* **Exercise**:
Restate each entry below without changing a word.

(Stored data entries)

━━━━━━

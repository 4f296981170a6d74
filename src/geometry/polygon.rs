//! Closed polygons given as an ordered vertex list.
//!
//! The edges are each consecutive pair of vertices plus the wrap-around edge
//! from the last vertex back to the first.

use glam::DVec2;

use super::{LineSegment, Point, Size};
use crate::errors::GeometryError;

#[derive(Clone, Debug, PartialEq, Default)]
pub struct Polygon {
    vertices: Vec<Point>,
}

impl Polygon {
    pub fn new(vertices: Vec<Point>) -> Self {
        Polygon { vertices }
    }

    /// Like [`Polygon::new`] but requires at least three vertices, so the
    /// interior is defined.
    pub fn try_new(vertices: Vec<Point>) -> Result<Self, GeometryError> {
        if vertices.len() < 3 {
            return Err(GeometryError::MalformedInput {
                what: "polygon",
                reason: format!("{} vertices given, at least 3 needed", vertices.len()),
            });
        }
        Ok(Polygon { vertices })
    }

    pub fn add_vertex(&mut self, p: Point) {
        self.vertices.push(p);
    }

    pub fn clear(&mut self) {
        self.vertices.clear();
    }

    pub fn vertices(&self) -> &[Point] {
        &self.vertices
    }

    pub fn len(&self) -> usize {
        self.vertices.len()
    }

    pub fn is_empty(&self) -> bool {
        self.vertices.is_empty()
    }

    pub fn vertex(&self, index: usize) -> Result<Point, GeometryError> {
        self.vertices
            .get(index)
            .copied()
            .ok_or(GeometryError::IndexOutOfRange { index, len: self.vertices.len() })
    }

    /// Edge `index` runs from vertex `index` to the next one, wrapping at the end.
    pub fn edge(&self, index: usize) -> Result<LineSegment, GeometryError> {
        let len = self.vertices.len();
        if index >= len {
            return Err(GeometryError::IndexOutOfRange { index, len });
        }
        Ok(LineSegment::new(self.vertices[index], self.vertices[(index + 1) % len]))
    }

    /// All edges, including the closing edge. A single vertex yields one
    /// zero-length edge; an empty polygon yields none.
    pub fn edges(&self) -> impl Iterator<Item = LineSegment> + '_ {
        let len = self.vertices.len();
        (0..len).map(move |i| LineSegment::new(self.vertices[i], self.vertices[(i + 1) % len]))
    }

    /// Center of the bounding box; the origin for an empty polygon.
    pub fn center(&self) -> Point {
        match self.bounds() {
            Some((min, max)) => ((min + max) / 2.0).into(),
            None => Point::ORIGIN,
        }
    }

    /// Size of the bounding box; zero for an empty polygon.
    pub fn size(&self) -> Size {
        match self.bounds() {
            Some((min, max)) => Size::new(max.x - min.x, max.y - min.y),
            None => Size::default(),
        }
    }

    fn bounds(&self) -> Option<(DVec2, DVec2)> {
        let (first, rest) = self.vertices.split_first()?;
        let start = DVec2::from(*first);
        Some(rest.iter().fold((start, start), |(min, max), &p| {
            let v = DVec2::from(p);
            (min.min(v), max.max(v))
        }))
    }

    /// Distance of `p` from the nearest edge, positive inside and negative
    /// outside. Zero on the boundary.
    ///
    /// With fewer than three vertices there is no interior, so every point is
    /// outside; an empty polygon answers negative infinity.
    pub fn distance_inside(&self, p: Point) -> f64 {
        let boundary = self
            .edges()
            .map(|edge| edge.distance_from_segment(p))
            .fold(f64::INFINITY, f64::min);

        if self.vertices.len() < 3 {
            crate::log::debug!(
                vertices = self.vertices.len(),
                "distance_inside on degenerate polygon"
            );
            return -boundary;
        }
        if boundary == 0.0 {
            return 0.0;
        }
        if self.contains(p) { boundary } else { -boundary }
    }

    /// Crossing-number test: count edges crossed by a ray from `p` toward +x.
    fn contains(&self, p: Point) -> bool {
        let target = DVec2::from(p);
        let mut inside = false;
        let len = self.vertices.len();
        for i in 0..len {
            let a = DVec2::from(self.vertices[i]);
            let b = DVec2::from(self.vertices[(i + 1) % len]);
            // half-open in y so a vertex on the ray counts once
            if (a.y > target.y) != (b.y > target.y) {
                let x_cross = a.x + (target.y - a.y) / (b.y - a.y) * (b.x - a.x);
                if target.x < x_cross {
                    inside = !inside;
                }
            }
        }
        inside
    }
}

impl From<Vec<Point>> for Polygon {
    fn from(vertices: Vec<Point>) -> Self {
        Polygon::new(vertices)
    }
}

━━━━━━

* **Exercise output**:
repository 4f296981170a6d74
filename src/geometry/polygon.rs
//! Closed polygons given as an ordered vertex list.
//!
//! The edges are each consecutive pair of vertices plus the wrap-around edge
//! from the last vertex back to the first.

use glam::DVec2;

use super::{LineSegment, Point, Size};
use crate::errors::GeometryError;

#[derive(Clone, Debug, PartialEq, Default)]
pub struct Polygon {
    vertices: Vec<Point>,
}

impl Polygon {
    pub fn new(vertices: Vec<Point>) -> Self {
        Polygon { vertices }
    }

    /// Like [`Polygon::new`] but requires at least three vertices, so the
    /// interior is defined.
    pub fn try_new(vertices: Vec<Point>) -> Result<Self, GeometryError> {
        if vertices.len() < 3 {
            return Err(GeometryError::MalformedInput {
                what: "polygon",
                reason: format!("{} vertices given, at least 3 needed", vertices.len()),
            });
        }
        Ok(Polygon { vertices })
    }

    pub fn add_vertex(&mut self, p: Point) {
        self.vertices.push(p);
    }

    pub fn clear(&mut self) {
        self.vertices.clear();
    }

    pub fn vertices(&self) -> &[Point] {
        &self.vertices
    }

    pub fn len(&self) -> usize {
        self.vertices.len()
    }

    pub fn is_empty(&self) -> bool {
        self.vertices.is_empty()
    }

    pub fn vertex(&self, index: usize) -> Result<Point, GeometryError> {
        self.vertices
            .get(index)
            .copied()
            .ok_or(GeometryError::IndexOutOfRange { index, len: self.vertices.len() })
    }

    /// Edge `index` runs from vertex `index` to the next one, wrapping at the end.
    pub fn edge(&self, index: usize) -> Result<LineSegment, GeometryError> {
        let len = self.vertices.len();
        if index >= len {
            return Err(GeometryError::IndexOutOfRange { index, len });
        }
        Ok(LineSegment::new(self.vertices[index], self.vertices[(index + 1) % len]))
    }

    /// All edges, including the closing edge. A single vertex yields one
    /// zero-length edge; an empty polygon yields none.
    pub fn edges(&self) -> impl Iterator<Item = LineSegment> + '_ {
        let len = self.vertices.len();
        (0..len).map(move |i| LineSegment::new(self.vertices[i], self.vertices[(i + 1) % len]))
    }

    /// Center of the bounding box; the origin for an empty polygon.
    pub fn center(&self) -> Point {
        match self.bounds() {
            Some((min, max)) => ((min + max) / 2.0).into(),
            None => Point::ORIGIN,
        }
    }

    /// Size of the bounding box; zero for an empty polygon.
    pub fn size(&self) -> Size {
        match self.bounds() {
            Some((min, max)) => Size::new(max.x - min.x, max.y - min.y),
            None => Size::default(),
        }
    }

    fn bounds(&self) -> Option<(DVec2, DVec2)> {
        let (first, rest) = self.vertices.split_first()?;
        let start = DVec2::from(*first);
        Some(rest.iter().fold((start, start), |(min, max), &p| {
            let v = DVec2::from(p);
            (min.min(v), max.max(v))
        }))
    }

    /// Distance of `p` from the nearest edge, positive inside and negative
    /// outside. Zero on the boundary.
    ///
    /// With fewer than three vertices there is no interior, so every point is
    /// outside; an empty polygon answers negative infinity.
    pub fn distance_inside(&self, p: Point) -> f64 {
        let boundary = self
            .edges()
            .map(|edge| edge.distance_from_segment(p))
            .fold(f64::INFINITY, f64::min);

        if self.vertices.len() < 3 {
            crate::log::debug!(
                vertices = self.vertices.len(),
                "distance_inside on degenerate polygon"
            );
            return -boundary;
        }
        if boundary == 0.0 {
            return 0.0;
        }
        if self.contains(p) { boundary } else { -boundary }
    }

    /// Crossing-number test: count edges crossed by a ray from `p` toward +x.
    fn contains(&self, p: Point) -> bool {
        let target = DVec2::from(p);
        let mut inside = false;
        let len = self.vertices.len();
        for i in 0..len {
            let a = DVec2::from(self.vertices[i]);
            let b = DVec2::from(self.vertices[(i + 1) % len]);
            // half-open in y so a vertex on the ray counts once
            if (a.y > target.y) != (b.y > target.y) {
                let x_cross = a.x + (target.y - a.y) / (b.y - a.y) * (b.x - a.x);
                if target.x < x_cross {
                    inside = !inside;
                }
            }
        }
        inside
    }
}

impl From<Vec<Point>> for Polygon {
    fn from(vertices: Vec<Point>) -> Self {
        Polygon::new(vertices)
    }
}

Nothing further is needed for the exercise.